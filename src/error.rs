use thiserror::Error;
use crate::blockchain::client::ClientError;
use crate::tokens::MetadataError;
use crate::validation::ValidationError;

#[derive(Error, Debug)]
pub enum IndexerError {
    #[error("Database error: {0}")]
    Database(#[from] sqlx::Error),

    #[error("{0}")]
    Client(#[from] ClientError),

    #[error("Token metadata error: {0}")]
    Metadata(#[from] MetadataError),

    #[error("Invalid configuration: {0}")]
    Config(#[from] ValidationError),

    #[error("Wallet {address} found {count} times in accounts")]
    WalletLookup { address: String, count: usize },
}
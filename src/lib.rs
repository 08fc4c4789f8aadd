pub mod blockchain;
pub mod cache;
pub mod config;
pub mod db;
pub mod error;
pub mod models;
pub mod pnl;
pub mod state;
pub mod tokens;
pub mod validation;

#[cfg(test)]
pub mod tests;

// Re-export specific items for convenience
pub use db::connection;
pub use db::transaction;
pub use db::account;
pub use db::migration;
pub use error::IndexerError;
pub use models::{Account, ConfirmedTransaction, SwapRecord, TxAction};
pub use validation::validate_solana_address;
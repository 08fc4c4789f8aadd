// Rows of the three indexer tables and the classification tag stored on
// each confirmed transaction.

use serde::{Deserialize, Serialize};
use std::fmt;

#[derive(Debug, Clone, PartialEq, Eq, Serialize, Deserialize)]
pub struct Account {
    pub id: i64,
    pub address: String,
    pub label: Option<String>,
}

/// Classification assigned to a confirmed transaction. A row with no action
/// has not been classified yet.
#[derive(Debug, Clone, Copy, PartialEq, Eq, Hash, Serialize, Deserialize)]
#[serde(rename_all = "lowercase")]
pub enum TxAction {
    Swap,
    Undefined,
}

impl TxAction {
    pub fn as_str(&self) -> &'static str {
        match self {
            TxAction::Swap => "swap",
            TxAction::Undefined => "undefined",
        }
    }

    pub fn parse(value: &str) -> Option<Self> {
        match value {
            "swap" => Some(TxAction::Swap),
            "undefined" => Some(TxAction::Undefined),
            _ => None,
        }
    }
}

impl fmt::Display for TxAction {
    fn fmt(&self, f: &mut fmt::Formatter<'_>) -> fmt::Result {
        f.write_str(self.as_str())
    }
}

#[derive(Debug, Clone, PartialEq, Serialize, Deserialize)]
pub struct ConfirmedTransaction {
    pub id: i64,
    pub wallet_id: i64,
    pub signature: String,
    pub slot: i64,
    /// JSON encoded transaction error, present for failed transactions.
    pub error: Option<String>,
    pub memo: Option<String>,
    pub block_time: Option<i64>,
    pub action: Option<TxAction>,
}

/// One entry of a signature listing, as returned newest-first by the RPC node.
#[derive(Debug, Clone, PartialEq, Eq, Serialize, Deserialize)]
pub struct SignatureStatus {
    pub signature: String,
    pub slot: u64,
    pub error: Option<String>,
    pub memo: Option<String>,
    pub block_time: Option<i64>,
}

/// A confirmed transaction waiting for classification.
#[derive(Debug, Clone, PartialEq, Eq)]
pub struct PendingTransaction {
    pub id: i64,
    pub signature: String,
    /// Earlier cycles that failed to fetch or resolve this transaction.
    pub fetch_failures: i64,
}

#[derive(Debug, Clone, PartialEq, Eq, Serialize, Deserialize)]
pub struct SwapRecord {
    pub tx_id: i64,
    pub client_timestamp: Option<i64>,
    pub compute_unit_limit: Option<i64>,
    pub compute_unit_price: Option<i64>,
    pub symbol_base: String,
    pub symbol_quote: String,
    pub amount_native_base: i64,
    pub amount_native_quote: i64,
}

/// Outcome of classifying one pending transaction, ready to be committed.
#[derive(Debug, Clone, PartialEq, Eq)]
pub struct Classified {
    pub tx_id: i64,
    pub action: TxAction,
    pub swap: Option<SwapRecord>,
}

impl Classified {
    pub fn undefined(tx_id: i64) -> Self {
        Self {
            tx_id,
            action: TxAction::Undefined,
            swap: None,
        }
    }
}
_ _ _
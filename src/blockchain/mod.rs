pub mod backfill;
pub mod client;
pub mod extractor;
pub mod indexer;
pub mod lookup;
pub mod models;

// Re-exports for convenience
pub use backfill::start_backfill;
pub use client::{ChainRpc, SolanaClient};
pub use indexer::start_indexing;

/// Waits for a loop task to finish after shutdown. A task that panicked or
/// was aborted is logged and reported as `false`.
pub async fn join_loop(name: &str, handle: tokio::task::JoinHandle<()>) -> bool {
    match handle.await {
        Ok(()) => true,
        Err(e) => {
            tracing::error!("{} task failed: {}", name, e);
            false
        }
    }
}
_ _ _
_Exercise objective:_ Tally the lines of the material above that include the string "struct", then give only the tally.

_Answer to this task:_ 6